The West could, for example, warn Russia that in the event of a nuclear attack on Ukraine, it would proceed with its commitments included in the Budapest Memorandum and give full defense support to Kyiv. Although the agreement has already been disregarded, it could still serve as a formal justification for taking decisive steps in support of Ukraine.

Would it stop Mr. Putin in such a scenario? Given his past propensity for high-risk decisions, it seems doubtful. But a lack of proactive nuclear deterrence can only encourage him.


A frozen conflict cannot be ruled out. President Putin may be determined to achieve his goals at all costs, but his entourage, not to mention the broader political elite, may come to the conclusion that Russia has already lost too much. This could lead to a “strategic pause:” freezing the war to gather strength.

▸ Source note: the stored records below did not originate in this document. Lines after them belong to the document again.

use serde::Serialize;

use crate::server::auth::outbound_event;

/// A server event serialized once, ready to be queued to any number of
/// connections.
pub(crate) struct GatewayEvent {
    pub(crate) event_type: &'static str,
    pub(crate) payload: String,
}

pub(super) fn build_event<T: Serialize>(event_type: &'static str, payload: T) -> GatewayEvent {
    GatewayEvent {
        event_type,
        payload: outbound_event(event_type, payload),
    }
}
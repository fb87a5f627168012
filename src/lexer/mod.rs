//! Lexical analysis module for the interpreter.
//!
//! This module contains the lexer (tokenizer) that converts source text
//! into a stream of tokens for parsing. It handles:
//!
//! - Tokenization using anchored regex patterns, one token per call
//! - Recognition of the `int`/`float` keywords, identifiers and numerals
//! - Token position tracking for error reporting
//! - Whitespace skipping

pub mod lexer;
pub mod tokens;
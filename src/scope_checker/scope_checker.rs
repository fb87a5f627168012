use log::{debug, trace};

use crate::{
    ast::{
        expressions::{Expr, Variable},
        statements::{Compound, FunctionDef, Program, Stmt},
    },
    errors::errors::{Error, ErrorImpl},
};

use super::scope_tree::ScopeTree;

/// Pre-evaluation pass enforcing declare-before-use and no redeclaration.
#[derive(Debug, Default)]
pub struct ScopeChecker {
    tree: ScopeTree,
}

impl ScopeChecker {
    pub fn new() -> Self {
        ScopeChecker {
            tree: ScopeTree::new(),
        }
    }

    pub fn tree(&self) -> &ScopeTree {
        &self.tree
    }

    pub fn into_tree(self) -> ScopeTree {
        self.tree
    }

    pub fn check_program(&mut self, program: &Program) -> Result<(), Error> {
        self.check_function(&program.function)
    }

    // Parameters have no arguments to bind, so they are not declared here.
    fn check_function(&mut self, function: &FunctionDef) -> Result<(), Error> {
        trace!("checking function `{}`", function.name);
        self.check_compound(&function.body)
    }

    // A compound body shares the enclosing scope.
    fn check_compound(&mut self, compound: &Compound) -> Result<(), Error> {
        for statement in compound.iter() {
            self.check_stmt(statement)?;
        }

        Ok(())
    }

    fn check_stmt(&mut self, statement: &Stmt) -> Result<(), Error> {
        match statement {
            Stmt::Declare {
                name,
                declared_type,
            } => self.tree.define(name, *declared_type),
            Stmt::Assign { target, value } => {
                self.check_variable(target)?;
                self.check_expr(value)?;
                self.tree.mark_assigned(&target.name)
            }
            Stmt::Compound(compound) => self.check_compound(compound),
            Stmt::Empty => Ok(()),
        }
    }

    fn check_expr(&mut self, expr: &Expr) -> Result<(), Error> {
        match expr {
            Expr::NumberLiteral { .. } => Ok(()),
            Expr::Variable(variable) => self.check_variable(variable),
            Expr::BinaryOp { left, right, .. } => {
                self.check_expr(left)?;
                self.check_expr(right)
            }
            Expr::UnaryOp { operand, .. } => self.check_expr(operand),
        }
    }

    fn check_variable(&self, variable: &Variable) -> Result<(), Error> {
        if self.tree.lookup(&variable.name).is_none() {
            return Err(Error::unpositioned(ErrorImpl::VariableNotDeclared {
                variable: variable.name.clone(),
            }));
        }

        Ok(())
    }
}

/// Validates every declaration and variable use in `program`.
///
/// Returns the populated scope tree; callers that only need the verdict can drop it.
pub fn check_scopes(program: &Program) -> Result<ScopeTree, Error> {
    let mut checker = ScopeChecker::new();
    checker.check_program(program)?;

    debug!(
        "scope check passed, {} symbol(s) in the global scope",
        checker.tree().root().symbol_count()
    );

    Ok(checker.into_tree())
}
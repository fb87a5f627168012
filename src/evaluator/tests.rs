//! Unit tests for the evaluator module.

use rstest::rstest;

use crate::{
    ast::{
        expressions::{BinaryOperator, Expr, UnaryOperator, Variable},
        statements::{Compound, FunctionDef, Program, Stmt},
        types::{DeclaredType, NumberKind},
    },
    errors::errors::{ErrorImpl, ErrorKind},
    lexer::lexer::Lexer,
    parser::parser::parse,
};

use super::{
    environment::Environment,
    evaluator::{evaluate, Evaluation},
    value::Value,
};

fn setup_logger() {
    let _ = env_logger::builder().is_test(true).try_init();
}

/// Parses and evaluates without running the scope checker.
fn evaluate_source(source: &str) -> Result<Evaluation, crate::errors::errors::Error> {
    setup_logger();
    let program = parse(Lexer::new(source.to_string(), None)).unwrap();
    evaluate(&program)
}

fn program_with_body(statements: Vec<Stmt>) -> Program {
    Program {
        function: FunctionDef {
            name: "main".to_string(),
            params: vec![],
            body: Compound { statements },
        },
    }
}

#[rstest]
#[case("3 + 4 * 2", 11.0)]
#[case("(3 + 4) * 2", 14.0)]
#[case("--5", 5.0)]
#[case("-5 + 3", -2.0)]
#[case("+7", 7.0)]
#[case("10 - 4 - 3", 3.0)]
#[case("7 / 2", 3.5)]
#[case("2 * -(1 + 2)", -6.0)]
fn test_integer_expressions(#[case] expr: &str, #[case] expected: f64) {
    let evaluation = evaluate_source(&format!("function main(int a) {{ r = {}; }}", expr)).unwrap();

    assert_eq!(evaluation.result.kind(), NumberKind::Int);
    assert_eq!(evaluation.result.as_f64(), expected);
    assert_eq!(evaluation.binding("r"), Some(evaluation.result));
}

#[rstest]
#[case("1.5 + 2.25", 3.75)]
#[case("0.5 * 4.0 - 1.0", 1.0)]
#[case("-2.5", -2.5)]
fn test_float_expressions(#[case] expr: &str, #[case] expected: f64) {
    let evaluation = evaluate_source(&format!("function main(int a) {{ r = {}; }}", expr)).unwrap();

    assert_eq!(evaluation.result.kind(), NumberKind::Float);
    assert_eq!(evaluation.result.as_f64(), expected);
}

#[test]
fn test_declare_then_assign() {
    let evaluation =
        evaluate_source("function main(int a) { int y; y = 5; y = y + 1; }").unwrap();

    assert_eq!(evaluation.binding("y").unwrap().as_f64(), 6.0);
    assert_eq!(evaluation.result.as_f64(), 6.0);
    assert_eq!(evaluation.bindings.len(), 1);
}

#[test]
fn test_declarations_start_at_zero() {
    let evaluation = evaluate_source("function main(int a) { int i; float f; }").unwrap();

    assert_eq!(
        evaluation.bindings,
        vec![
            ("i".to_string(), Value::int(0)),
            ("f".to_string(), Value::float(0.0)),
        ]
    );
}

#[test]
fn test_bindings_keep_insertion_order() {
    let evaluation =
        evaluate_source("function main(int a) { int c; int b; c = 1; int a; b = 2; }").unwrap();

    let names: Vec<&str> = evaluation
        .bindings
        .iter()
        .map(|(name, _)| name.as_str())
        .collect();
    assert_eq!(names, vec!["c", "b", "a"]);
}

#[test]
fn test_mixed_kinds_are_rejected() {
    let error = evaluate_source(
        "function main(int a) { int x; float y; x = 1; y = 1.5; x = x + y; }",
    )
    .unwrap_err();

    assert_eq!(error.kind(), ErrorKind::Runtime);
    assert_eq!(
        error.get_internal_error(),
        &ErrorImpl::TypeMatchError {
            operator: "+".to_string(),
            left: "int".to_string(),
            right: "float".to_string()
        }
    );
}

#[test]
fn test_declared_float_assigned_int_literal() {
    // Declared types do not constrain what an assignment stores.
    let evaluation = evaluate_source("function main(int a) { float y; y = 2; }").unwrap();

    assert_eq!(evaluation.binding("y").unwrap().kind(), NumberKind::Int);
}

#[test]
fn test_assign_creates_missing_binding() {
    let evaluation = evaluate_source("function main(int a) { x = 1; }").unwrap();

    assert_eq!(evaluation.binding("x"), Some(Value::int(1)));
}

#[test]
fn test_reading_unbound_variable_fails() {
    let error = evaluate_source("function main(int a) { x = a; }").unwrap_err();

    assert_eq!(error.kind(), ErrorKind::Runtime);
    assert_eq!(
        error.get_internal_error(),
        &ErrorImpl::VariableNotBound {
            variable: "a".to_string()
        }
    );
}

#[test]
fn test_redeclaration_fails_at_runtime() {
    let error = evaluate_source("function main(int a) { int x; x = 3; int x; }").unwrap_err();

    assert_eq!(error.get_error_name(), "VariableAlreadyBound");
}

#[test]
fn test_division_by_zero_follows_float_rules() {
    let evaluation = evaluate_source("function main(int a) { p = 1.0 / 0.0; z = 0 / 0; }").unwrap();

    assert_eq!(evaluation.binding("p").unwrap().as_f64(), f64::INFINITY);
    assert!(evaluation.binding("z").unwrap().as_f64().is_nan());
}

#[test]
fn test_empty_body_yields_zero() {
    let evaluation = evaluate_source("function main(int a) { }").unwrap();

    assert_eq!(evaluation.result, Value::int(0));
    assert!(evaluation.bindings.is_empty());
}

#[test]
fn test_result_is_last_statement() {
    let evaluation = evaluate_source("function main(int a) { x = 4; { y = x * 2; } }").unwrap();
    assert_eq!(evaluation.result, Value::int(8));

    let evaluation = evaluate_source("function main(int a) { x = 4; float f; }").unwrap();
    assert_eq!(evaluation.result, Value::float(0.0));
}

#[test]
fn test_hand_built_tree() {
    let program = program_with_body(vec![
        Stmt::Declare {
            name: "v".to_string(),
            declared_type: DeclaredType::Float,
        },
        Stmt::Assign {
            target: Variable::new("v"),
            value: Expr::unary(
                UnaryOperator::Sub,
                Expr::binary(BinaryOperator::Div, Expr::float("9.0"), Expr::float("4.5")),
            ),
        },
    ]);

    let evaluation = evaluate(&program).unwrap();
    assert_eq!(evaluation.binding("v"), Some(Value::float(-2.0)));
}

#[test]
fn test_malformed_literal_in_hand_built_tree() {
    let program = program_with_body(vec![Stmt::Assign {
        target: Variable::new("v"),
        value: Expr::int("1.5"),
    }]);

    assert_eq!(
        evaluate(&program).unwrap_err().get_error_name(),
        "NumberParseError"
    );
}

#[rstest]
#[case(Value::int(6), "6")]
#[case(Value::int(-2), "-2")]
#[case(Value::new(NumberKind::Int, 3.5), "3.5")]
#[case(Value::new(NumberKind::Int, 1e20), "100000000000000000000")]
#[case(Value::new(NumberKind::Int, -1e20), "-100000000000000000000")]
#[case(Value::float(6.0), "6.0")]
#[case(Value::float(1.5), "1.5")]
#[case(Value::float(f64::INFINITY), "inf")]
fn test_value_display(#[case] value: Value, #[case] expected: &str) {
    assert_eq!(value.to_string(), expected);
}

#[test]
fn test_product_beyond_i64_prints_exactly() {
    let evaluation =
        evaluate_source("function main(int a) { int x; x = 10000000000 * 10000000000; }").unwrap();

    assert_eq!(evaluation.result.kind(), NumberKind::Int);
    assert_eq!(evaluation.result.to_string(), "100000000000000000000");
}

#[test]
fn test_environment_operations() {
    let mut environment = Environment::new();
    assert!(environment.is_empty());

    environment.declare("x", Value::int(0)).unwrap();
    assert!(environment.declare("x", Value::int(1)).is_err());

    environment.assign("x", Value::int(5));
    environment.assign("y", Value::float(2.0));

    assert_eq!(environment.get("x").unwrap(), Value::int(5));
    assert!(environment.contains("y"));
    assert_eq!(environment.len(), 2);
    assert_eq!(
        environment.get("z").unwrap_err().get_error_name(),
        "VariableNotBound"
    );
}
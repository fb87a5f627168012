use std::collections::HashMap;

use lazy_static::lazy_static;

use crate::{
    ast::{
        expressions::{BinaryOperator, UnaryOperator},
        types::DeclaredType,
    },
    lexer::tokens::TokenKind,
};

// Operator tables, one per precedence level of the grammar
lazy_static! {
    pub static ref ADDITIVE_LOOKUP: HashMap<TokenKind, BinaryOperator> = {
        let mut map = HashMap::new();
        map.insert(TokenKind::Add, BinaryOperator::Add);
        map.insert(TokenKind::Sub, BinaryOperator::Sub);
        map
    };
    pub static ref MULTIPLICATIVE_LOOKUP: HashMap<TokenKind, BinaryOperator> = {
        let mut map = HashMap::new();
        map.insert(TokenKind::Mul, BinaryOperator::Mul);
        map.insert(TokenKind::Div, BinaryOperator::Div);
        map
    };
    pub static ref UNARY_LOOKUP: HashMap<TokenKind, UnaryOperator> = {
        let mut map = HashMap::new();
        map.insert(TokenKind::Add, UnaryOperator::Add);
        map.insert(TokenKind::Sub, UnaryOperator::Sub);
        map
    };
    pub static ref TYPE_LOOKUP: HashMap<TokenKind, DeclaredType> = {
        let mut map = HashMap::new();
        map.insert(TokenKind::Int, DeclaredType::Int);
        map.insert(TokenKind::Float, DeclaredType::Float);
        map
    };
}
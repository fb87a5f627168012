//! Utility macros for the interpreter.
//!
//! This module defines helper macros used by the lexer:
//!
//! - `MK_TOKEN!` - Creates a Token instance
//! - `MK_DEFAULT_HANDLER!` - Creates a default lexer handler for single-character tokens

/// Creates a Token instance.
///
/// # Arguments
///
/// * `$kind` - The TokenKind
/// * `$lexeme` - The token's text
/// * `$span` - The source span
///
/// # Example
///
/// ```ignore
/// let token = MK_TOKEN!(TokenKind::IntConst, "42".to_string(), span);
/// ```
#[macro_export]
macro_rules! MK_TOKEN {
    ($kind:expr, $lexeme:expr, $span:expr) => {
        Token {
            kind: $kind,
            lexeme: $lexeme,
            span: $span,
        }
    };
}

/// Creates a default lexer handler for fixed-text tokens.
///
/// Generates a handler that builds a token of the given kind spanning the
/// literal text and advances the lexer past it.
///
/// # Example
///
/// ```ignore
/// RegexPattern {
///     regex: Regex::new(r"^\+").unwrap(),
///     handler: MK_DEFAULT_HANDLER!(TokenKind::Add, "+"),
/// }
/// ```
#[macro_export]
macro_rules! MK_DEFAULT_HANDLER {
    ($kind:expr, $lexeme:literal) => {
        |lexer: &mut Lexer, _matched: String| -> Result<Option<Token>, Error> {
            let token = $crate::MK_TOKEN!($kind, String::from($lexeme), lexer.span_of($lexeme.len()));
            lexer.advance_n($lexeme.len());
            Ok(Some(token))
        }
    };
}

Such a scenario would be in line with another popular concept in Russian war policy, so-called salami tactics, whereby goals are achieved “slice by slice.” Indications that Russia may move in this direction could include, for example, referenda in the occupied southern territories of Ukraine – not over joining Russia, as was the case with Crimea, but declaring independence, as did the People’s Republics of Luhansk and Donetsk.

There are many indications that President Putin will keep pursuing his strategic goals in Ukraine, convinced that he will eventually prevail.

But the above scenario, while possibly attractive to Russia, has one serious flaw: it needs two willing parties, and Ukraine shows no signs of wanting to go down this path. After the consequences of the previous cessation of war in 2014 and negotiations under the now infamous Minsk agreements, Kyiv may not want to risk a similar outcome. Therefore, a classic conflict freeze is unlikely.

However, a de facto stagnation in the form of a “creeping war,” locally resumed from time to time and then interrupted again, is very possible, simply because of the weaknesses on both sides. Such a war without a formal end can last for years or even decades, like the Korean War, which to this day has not formally ended.


De-escalation is highly unlikely, especially in the short term. Russia’s withdrawal from the war with Ukraine (although not necessarily withdrawal from all occupied territories) is possible only in the event of Mr. Putin’s departure from power, whether voluntary or forced. Highlighting this scenario is justified only insofar as the increasing flow reports and analyses about a potential change of leader. Such abrupt power transitions are far from unheard of in Russian and Soviet politics. 


Of the four possible outcomes analyzed, the first two escalation scenarios unfortunately seem most likely. There are many indications that President Putin will keep pursuing his strategic goals in Ukraine, convinced that he will eventually prevail and go down in history as the “great integrator of the Ruthenian lands.” One can only hope that he will not resort to nuclear weapons in doing so. But this depends mainly on the West – only a more resolute attitude than heretofore will prevent the Russian leader from taking such a step. Euroatlantic security and the course of the Second Cold War between Russia and the West will hinge on how the war in Ukraine ends.